For some leaders the ability to manage distance appears to be less of a challenge now than when they first started, especially that some have been leading virtual team members since even before the pandemic. It may be that the negative impact of distance is reduced over time.
Best practices for leadership training for virtual employees
Communications: Communication skills are the top-rated skill to include in leadership development. This includes a variety of media formats such as phones, email, instant messaging, virtual media, web conferences, and Zoom. Training should mirror the virtual work.
Another component of communication is the frequency of discussions. In collocated teams, it is the leader’s responsibility to keep everyone on the same page and to check in often. Team member accountability for participation and engagement also is critical when working from a distance.
Additionally, listening is important to successful teams. However, listening without visual clues involves a whole new skill set. Participants stress the importance of leaders modeling the behavior that they expect in their teams. Leaders have a large role to play in designing opportunities for all team members to be heard and to be engaged. This means extensive use of questions to increase understanding and to offset the lack of visual information.
Team building: An initial face-to-face meeting comes up time and again as a way to build a team early on. This establishes trust and helps promote engagement and synergy. Many of the interviewees also suggest annual or semiannual face-to-face meetings. However, this is not always possible.
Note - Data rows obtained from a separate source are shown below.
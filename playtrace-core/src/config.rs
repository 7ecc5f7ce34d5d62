//! Configuration loading and management
//!
//! Configuration is loaded from `~/.config/playtrace/config.toml`
//!
//! This module follows the XDG Base Directory Specification:
//! - Config: `$XDG_CONFIG_HOME/playtrace/` (~/.config/playtrace/)
//! - Data: `$XDG_DATA_HOME/playtrace/` (~/.local/share/playtrace/)
//! - State/Logs: `$XDG_STATE_HOME/playtrace/` (~/.local/state/playtrace/)
//!
//! The loaded [`Config`] is passed explicitly to whatever needs it; nothing
//! reads configuration from global state.

use crate::error::{Error, Result};
use serde::Deserialize;
use std::path::{Path, PathBuf};
use std::time::Duration;

/// Returns a best-effort home directory path.
fn home_dir() -> PathBuf {
    std::env::var_os("HOME")
        .map(PathBuf::from)
        .or_else(dirs::home_dir)
        .unwrap_or_else(|| PathBuf::from("."))
}

/// Returns XDG_CONFIG_HOME or ~/.config
fn xdg_config_home() -> PathBuf {
    std::env::var("XDG_CONFIG_HOME")
        .map(PathBuf::from)
        .unwrap_or_else(|_| home_dir().join(".config"))
}

/// Returns XDG_DATA_HOME or ~/.local/share
fn xdg_data_home() -> PathBuf {
    std::env::var("XDG_DATA_HOME")
        .map(PathBuf::from)
        .unwrap_or_else(|_| home_dir().join(".local/share"))
}

/// Returns XDG_STATE_HOME or ~/.local/state
fn xdg_state_home() -> PathBuf {
    std::env::var("XDG_STATE_HOME")
        .map(PathBuf::from)
        .unwrap_or_else(|_| home_dir().join(".local/state"))
}

/// Main configuration struct
#[derive(Debug, Deserialize, Default)]
pub struct Config {
    /// Steam Web API credentials and tracked players
    #[serde(default)]
    pub steam: SteamConfig,

    /// Polling schedule
    #[serde(default)]
    pub polling: PollingConfig,

    /// Snapshot database settings
    #[serde(default)]
    pub storage: StorageConfig,

    /// Logging configuration
    #[serde(default)]
    pub logging: LoggingConfig,
}

/// Steam Web API configuration
#[derive(Debug, Deserialize, Clone)]
pub struct SteamConfig {
    /// API key (the environment variable named by `api_key_env_var` wins)
    pub api_key: Option<String>,

    /// Environment variable holding the API key
    #[serde(default = "default_api_key_env_var")]
    pub api_key_env_var: String,

    /// Players to poll
    #[serde(default)]
    pub players: Vec<PlayerConfig>,
}

impl Default for SteamConfig {
    fn default() -> Self {
        Self {
            api_key: None,
            api_key_env_var: default_api_key_env_var(),
            players: vec![],
        }
    }
}

fn default_api_key_env_var() -> String {
    "STEAM_WEB_API_KEY".to_string()
}

impl SteamConfig {
    /// Resolve the API key: environment first, then the config file.
    pub fn resolve_api_key(&self) -> Option<String> {
        std::env::var(&self.api_key_env_var)
            .ok()
            .map(|k| k.trim().to_string())
            .filter(|k| !k.is_empty())
            .or_else(|| {
                self.api_key
                    .as_ref()
                    .map(|k| k.trim().to_string())
                    .filter(|k| !k.is_empty())
            })
    }

    /// Players that carry at least a steamid or a vanity URL.
    pub fn players(&self) -> Vec<PlayerConfig> {
        self.players
            .iter()
            .map(PlayerConfig::trimmed)
            .filter(|p| p.steamid.is_some() || p.vanity_url.is_some())
            .collect()
    }
}

/// One tracked player
#[derive(Debug, Deserialize, Clone, Default, PartialEq, Eq)]
pub struct PlayerConfig {
    /// 64-bit Steam id
    pub steamid: Option<String>,
    /// Custom profile URL name, resolved to a steamid when `steamid` is absent
    pub vanity_url: Option<String>,
}

impl PlayerConfig {
    fn trimmed(&self) -> Self {
        let clean = |v: &Option<String>| {
            v.as_ref()
                .map(|s| s.trim().to_string())
                .filter(|s| !s.is_empty())
        };
        Self {
            steamid: clean(&self.steamid),
            vanity_url: clean(&self.vanity_url),
        }
    }
}

/// Polling configuration
#[derive(Debug, Deserialize, Clone)]
pub struct PollingConfig {
    /// Seconds between poll cycles in watch mode
    #[serde(default = "default_interval_seconds")]
    pub interval_seconds: u64,

    /// HTTP request timeout in seconds
    #[serde(default = "default_poll_timeout")]
    pub timeout_secs: u64,
}

impl Default for PollingConfig {
    fn default() -> Self {
        Self {
            interval_seconds: default_interval_seconds(),
            timeout_secs: default_poll_timeout(),
        }
    }
}

fn default_interval_seconds() -> u64 {
    60
}

fn default_poll_timeout() -> u64 {
    20
}

/// Snapshot database configuration
#[derive(Debug, Deserialize, Clone)]
pub struct StorageConfig {
    /// Override for the database file (default: XDG data dir)
    pub database_path: Option<PathBuf>,

    /// Upper bound on waiting for a competing writer, in milliseconds
    #[serde(default = "default_busy_timeout_ms")]
    pub busy_timeout_ms: u64,
}

impl Default for StorageConfig {
    fn default() -> Self {
        Self {
            database_path: None,
            busy_timeout_ms: default_busy_timeout_ms(),
        }
    }
}

fn default_busy_timeout_ms() -> u64 {
    5000
}

impl StorageConfig {
    pub fn busy_timeout(&self) -> Duration {
        Duration::from_millis(self.busy_timeout_ms)
    }
}

/// Logging configuration
#[derive(Debug, Deserialize)]
pub struct LoggingConfig {
    /// Log level (trace, debug, info, warn, error)
    #[serde(default = "default_log_level")]
    pub level: String,

    /// Maximum number of log files to keep
    #[serde(default = "default_max_log_files")]
    pub max_files: usize,
}

impl Default for LoggingConfig {
    fn default() -> Self {
        Self {
            level: default_log_level(),
            max_files: default_max_log_files(),
        }
    }
}

fn default_log_level() -> String {
    "info".to_string()
}

fn default_max_log_files() -> usize {
    5
}

impl Config {
    /// Load configuration from the default path
    pub fn load() -> Result<Self> {
        let config_path = Self::config_path();

        if !config_path.exists() {
            tracing::info!("No config file found at {:?}, using defaults", config_path);
            return Ok(Config::default());
        }

        Self::load_from(&config_path)
    }

    /// Load configuration from a specific path
    pub fn load_from(path: &Path) -> Result<Self> {
        let content = std::fs::read_to_string(path)
            .map_err(|e| Error::Config(format!("failed to read config file {:?}: {}", path, e)))?;

        let config: Config = toml::from_str(&content)
            .map_err(|e| Error::Config(format!("failed to parse config: {}", e)))?;

        config.validate()?;
        Ok(config)
    }

    /// Validate values that have no sensible fallback
    pub fn validate(&self) -> Result<()> {
        if self.polling.interval_seconds == 0 {
            return Err(Error::Config(
                "polling.interval_seconds must be a positive integer".to_string(),
            ));
        }
        if self.polling.timeout_secs == 0 {
            return Err(Error::Config(
                "polling.timeout_secs must be a positive integer".to_string(),
            ));
        }
        Ok(())
    }

    /// Database file to use: the configured override or the XDG default
    pub fn resolved_database_path(&self) -> PathBuf {
        self.storage
            .database_path
            .clone()
            .unwrap_or_else(Self::database_path)
    }

    /// Returns the default config file path
    ///
    /// `$XDG_CONFIG_HOME/playtrace/config.toml` (~/.config/playtrace/config.toml)
    pub fn config_path() -> PathBuf {
        xdg_config_home().join("playtrace").join("config.toml")
    }

    /// Returns the data directory path (for SQLite database)
    ///
    /// `$XDG_DATA_HOME/playtrace/` (~/.local/share/playtrace/)
    pub fn data_dir() -> PathBuf {
        xdg_data_home().join("playtrace")
    }

    /// Returns the state directory path (for logs)
    ///
    /// `$XDG_STATE_HOME/playtrace/` (~/.local/state/playtrace/)
    pub fn state_dir() -> PathBuf {
        xdg_state_home().join("playtrace")
    }

    /// Returns the default database file path
    ///
    /// `$XDG_DATA_HOME/playtrace/data.db` (~/.local/share/playtrace/data.db)
    pub fn database_path() -> PathBuf {
        Self::data_dir().join("data.db")
    }

    /// Returns the log file path
    ///
    /// `$XDG_STATE_HOME/playtrace/playtrace.log` (~/.local/state/playtrace/playtrace.log)
    pub fn log_path() -> PathBuf {
        Self::state_dir().join("playtrace.log")
    }
}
An understanding of virtual team dynamics is critical for leaders and team members to be effective. Organizations need to provide realistic budgets to promote the development of higher levels of performance and to put a premium on understanding the signs of low trust in virtual environments so that they can be addressed.
Other team building activities reported include:
- regularly scheduled celebrations that range from traditional monthly “hail and farewells” to baby showers
- extensive use of social media such as Yammer, Jive, Adobe Connect, and open source platforms
- frequent in-service orientations via Zoom or Skype
- fun and creative reconnecting activities as part of scheduled meetings to have members get familiar with and associate a voice with a person
Protocols: Teams need to establish ground rules or protocols that set the tone for a successful team and help to build and maintain trust. Clear, consistent, and detailed protocols that revolve around goals, deadlines, technology etiquette, and cultural norms appear necessary. Up-front guidelines for the work and the expected goals typically results in fewer pitfalls later in the process.
Leading from a Distance
All leaders need a basic understanding of what it means to lead effectively in a complex and changing environment. but there is something elusive about leading from a distance.
While at a first glance it may seem that all the same leadership skills are needed, it may be that leaders in a virtual environment need just a little more of everything: more knowledge of technology, more knowledge on how to work with team dynamics, stronger communication skills, and of course, a little more patience.
Virtual work and learning environments with dispersed teams are here to stay, so finding ways to work effectively to harness the collective energy of these teams is critical to the success of organizations for now and in the future. But for learning leaders responsible for creating experiences and content for enabling leaders to gain skills for these changes, the challenges may be even greater.